* About this task:
Given the material below, return only the lines starting at the line with "pub fn phase(&self)" and ending at the line with "pub fn handle_frame(&mut", exactly as they appear.

Study material Start Marker

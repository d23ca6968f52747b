//! Link layer
//!
//! Owns the single outstanding frame on the half-duplex channel.

pub mod transmitter;

pub use transmitter::{Delivery, LinkCompletion, LinkState, LinkTransmitter};
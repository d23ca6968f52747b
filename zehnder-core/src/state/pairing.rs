//! Pairing state machine
//!
//! Joins a main unit's network:
//!
//! ```text
//! Unbound ─JOIN_REQUEST─▶ AwaitingLinkRequest ─JOIN_OPEN / JOIN_ACK─▶ AwaitingJoinAck
//!    ▲                          │                                        │
//!    └──── timeout or link failure, after backoff ◀─────────────────────┤
//!                                                                        ▼
//!                                      JOIN_ACK echo or SETTINGS_REPORT: Bound
//! ```
//!
//! The machine only proposes a record. Reprogramming the transceiver and
//! persisting the record is left to the caller, which then commits with
//! [`PairingMachine::complete`] or rolls back with [`PairingMachine::abort`].

use rand::rngs::SmallRng;
use rand::{Rng, SeedableRng};
use zehnder_protocol::device_type::{BROADCAST, MAIN_UNIT, REMOTE_CONTROL};
use zehnder_protocol::{Frame, Header, Payload, NETWORK_LINK_ID};

use crate::clock::{Millis, Timeout};
use crate::config::EngineConfig;
use crate::link::{LinkCompletion, LinkTransmitter};
use crate::record::PairingRecord;

/// Highest device id a controller may pick
const MAX_DEVICE_ID: u8 = 0xFD;

/// Pairing phases
#[derive(Debug, Clone, Copy, PartialEq, Eq)]
#[cfg_attr(feature = "defmt", derive(defmt::Format))]
pub enum PairingPhase {
    /// No identity; a join attempt starts once the backoff elapsed
    Unbound,
    /// JOIN_REQUEST sent, waiting for a unit to open its network
    AwaitingLinkRequest,
    /// JOIN_ACK sent, waiting for the unit to confirm
    AwaitingJoinAck,
    /// Identity established
    Bound,
}

/// Result of handing a frame to the pairing machine
#[derive(Debug, Clone, Copy, PartialEq, Eq)]
#[cfg_attr(feature = "defmt", derive(defmt::Format))]
pub enum PairingStep {
    /// Frame does not belong to the current join
    Ignored,
    /// Join advanced to the next phase
    Progressed,
    /// Unit confirmed; the record must be applied and persisted
    Joined(PairingRecord),
}

/// Join handshake driver
#[derive(Debug)]
pub struct PairingMachine {
    phase: PairingPhase,
    record: Option<PairingRecord>,
    /// Peer and network learned from JOIN_OPEN
    candidate: Option<PairingRecord>,
    local_device_id: u8,
    rng: SmallRng,
    /// Join timeout for the current phase
    step_timer: Option<Timeout>,
    /// Earliest start of the next attempt
    backoff_timer: Option<Timeout>,
    backoff_ms: u32,
    failed_attempts: u32,
    join_retries: u8,
    join_timeout_ms: u32,
    join_backoff_ms: u32,
    join_backoff_max_ms: u32,
    ttl: u8,
}

impl PairingMachine {
    /// Create an unbound machine
    ///
    /// `seed` should be unique per controller (e.g. from a chip id) so two
    /// controllers powered up together draw different device ids.
    pub fn new(config: &EngineConfig, seed: u64) -> Self {
        Self {
            phase: PairingPhase::Unbound,
            record: None,
            candidate: None,
            local_device_id: 0,
            rng: SmallRng::seed_from_u64(seed),
            step_timer: None,
            backoff_timer: None,
            backoff_ms: config.join_backoff_ms,
            failed_attempts: 0,
            join_retries: config.join_retries,
            join_timeout_ms: config.join_timeout_ms,
            join_backoff_ms: config.join_backoff_ms,
            join_backoff_max_ms: config.join_backoff_max_ms,
            ttl: config.ttl,
        }
    }

    /// Adopt a previously persisted record
    pub fn restore(&mut self, record: PairingRecord) {
        info!("Restored pairing on network {:#x}", record.network_id);
        self.local_device_id = record.local_device_id;
        self.record = Some(record);
        self.candidate = None;
        self.step_timer = None;
        self.phase = PairingPhase::Bound;
    }

    /// Get current phase
    pub fn phase(&self) -> PairingPhase {
        self.phase
    }

    /// Get the bound record
    pub fn record(&self) -> Option<PairingRecord> {
        self.record
    }

    /// Check if an identity is established
    pub fn is_bound(&self) -> bool {
        self.phase == PairingPhase::Bound
    }

    /// Join attempts that ended without a record since the last success
    pub fn failed_attempts(&self) -> u32 {
        self.failed_attempts
    }

    /// Device id used by the current or last join attempt
    pub fn local_device_id(&self) -> u8 {
        self.local_device_id
    }

    /// Start a join attempt or time out the current one
    pub fn tick(&mut self, now: Millis, link: &mut LinkTransmitter) {
        match self.phase {
            PairingPhase::Unbound => {
                let ready = self.backoff_timer.map_or(true, |t| t.is_expired(now));
                if ready && link.is_idle() {
                    self.start_attempt(now, link);
                }
            }
            PairingPhase::AwaitingLinkRequest | PairingPhase::AwaitingJoinAck => {
                if self.step_timer.is_some_and(|t| t.is_expired(now)) {
                    warn!("Join timed out in {:?}", self.phase);
                    link.cancel();
                    self.fail_attempt(now);
                }
            }
            PairingPhase::Bound => {}
        }
    }

    /// Process a frame received while unbound
    pub fn handle_frame(&mut self, frame: &Frame, now: Millis, link: &mut LinkTransmitter) -> PairingStep {
        match (self.phase, frame.payload) {
            (PairingPhase::AwaitingLinkRequest, Payload::JoinOpen { network_id }) => {
                self.on_join_open(&frame.header, network_id, now, link)
            }
            (PairingPhase::AwaitingJoinAck, payload) => {
                let Some(candidate) = self.candidate else {
                    return PairingStep::Ignored;
                };
                if !candidate.routes_to_us(&frame.header) {
                    return PairingStep::Ignored;
                }
                let confirmed = match payload {
                    Payload::JoinAck { network_id } => network_id == candidate.network_id,
                    Payload::SettingsReport { .. } => true,
                    _ => false,
                };
                if confirmed {
                    link.on_reply();
                    info!("Unit {:#x} confirmed join", candidate.peer_device_id);
                    PairingStep::Joined(candidate)
                } else {
                    PairingStep::Ignored
                }
            }
            _ => PairingStep::Ignored,
        }
    }

    /// Process a link completion for a join frame
    pub fn handle_link(&mut self, completion: LinkCompletion, now: Millis) {
        if let Err(failure) = completion {
            if matches!(
                self.phase,
                PairingPhase::AwaitingLinkRequest | PairingPhase::AwaitingJoinAck
            ) {
                warn!("Join frame failed: {:?}", failure);
                self.fail_attempt(now);
            }
        }
    }

    /// Commit a record after it was applied and persisted
    pub fn complete(&mut self, record: PairingRecord) {
        info!(
            "Bound to unit {:#x} on network {:#x} after {} failed attempts",
            record.peer_device_id, record.network_id, self.failed_attempts
        );
        self.record = Some(record);
        self.candidate = None;
        self.step_timer = None;
        self.backoff_timer = None;
        self.backoff_ms = self.join_backoff_ms;
        self.failed_attempts = 0;
        self.phase = PairingPhase::Bound;
    }

    /// Roll back a join whose record could not be applied
    pub fn abort(&mut self, now: Millis) {
        warn!("Join aborted, record not applied");
        self.fail_attempt(now);
    }

    /// Forget the bound identity and start joining again
    pub fn unpair(&mut self, link: &mut LinkTransmitter) {
        info!("Unpairing");
        link.cancel();
        self.record = None;
        self.candidate = None;
        self.step_timer = None;
        self.backoff_timer = None;
        self.backoff_ms = self.join_backoff_ms;
        self.failed_attempts = 0;
        self.phase = PairingPhase::Unbound;
    }

    fn start_attempt(&mut self, now: Millis, link: &mut LinkTransmitter) {
        self.local_device_id = self.rng.gen_range(1..=MAX_DEVICE_ID);
        self.candidate = None;

        let header = Header::new(MAIN_UNIT, 0, REMOTE_CONTROL, self.local_device_id).with_ttl(self.ttl);
        let frame = Frame::new(
            header,
            Payload::JoinRequest {
                network_id: NETWORK_LINK_ID,
            },
        );
        if link.submit(&frame, self.join_retries, now).is_err() {
            return;
        }

        debug!("Join attempt as device {:#x}", self.local_device_id);
        self.step_timer = Some(Timeout::start(now, self.join_timeout_ms));
        self.phase = PairingPhase::AwaitingLinkRequest;
    }

    fn on_join_open(
        &mut self,
        header: &Header,
        network_id: u32,
        now: Millis,
        link: &mut LinkTransmitter,
    ) -> PairingStep {
        let to_us = header.is_addressed_to(REMOTE_CONTROL, self.local_device_id)
            || header.dest_type == BROADCAST;
        if !to_us {
            return PairingStep::Ignored;
        }

        let Some(candidate) = PairingRecord::new(
            network_id,
            REMOTE_CONTROL,
            self.local_device_id,
            header.src_type,
            header.src_id,
        ) else {
            warn!("Ignoring JOIN_OPEN with unusable identity");
            return PairingStep::Ignored;
        };

        link.on_reply();
        link.cancel();

        let ack = candidate.frame_to_peer(Payload::JoinAck { network_id }, self.ttl);
        if link.submit(&ack, self.join_retries, now).is_err() {
            return PairingStep::Ignored;
        }

        debug!(
            "Unit {:#x} opened network {:#x}",
            candidate.peer_device_id, network_id
        );
        self.candidate = Some(candidate);
        self.step_timer = Some(Timeout::start(now, self.join_timeout_ms));
        self.phase = PairingPhase::AwaitingJoinAck;
        PairingStep::Progressed
    }

    fn fail_attempt(&mut self, now: Millis) {
        self.failed_attempts = self.failed_attempts.saturating_add(1);
        warn!(
            "Join attempt {} failed, next in {} ms",
            self.failed_attempts, self.backoff_ms
        );

        self.candidate = None;
        self.step_timer = None;
        self.backoff_timer = Some(Timeout::start(now, self.backoff_ms));
        self.backoff_ms = self
            .backoff_ms
            .saturating_mul(2)
            .min(self.join_backoff_max_ms);
        self.phase = PairingPhase::Unbound;
    }
}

Study material End Marker

* Answer to this problem:
    pub fn phase(&self) -> PairingPhase {
        self.phase
    }

    /// Get the bound record
    pub fn record(&self) -> Option<PairingRecord> {
        self.record
    }

    /// Check if an identity is established
    pub fn is_bound(&self) -> bool {
        self.phase == PairingPhase::Bound
    }

    /// Join attempts that ended without a record since the last success
    pub fn failed_attempts(&self) -> u32 {
        self.failed_attempts
    }

    /// Device id used by the current or last join attempt
    pub fn local_device_id(&self) -> u8 {
        self.local_device_id
    }

    /// Start a join attempt or time out the current one
    pub fn tick(&mut self, now: Millis, link: &mut LinkTransmitter) {
        match self.phase {
            PairingPhase::Unbound => {
                let ready = self.backoff_timer.map_or(true, |t| t.is_expired(now));
                if ready && link.is_idle() {
                    self.start_attempt(now, link);
                }
            }
            PairingPhase::AwaitingLinkRequest | PairingPhase::AwaitingJoinAck => {
                if self.step_timer.is_some_and(|t| t.is_expired(now)) {
                    warn!("Join timed out in {:?}", self.phase);
                    link.cancel();
                    self.fail_attempt(now);
                }
            }
            PairingPhase::Bound => {}
        }
    }

    /// Process a frame received while unbound
    pub fn handle_frame(&mut self, frame: &Frame, now: Millis, link: &mut LinkTransmitter) -> PairingStep {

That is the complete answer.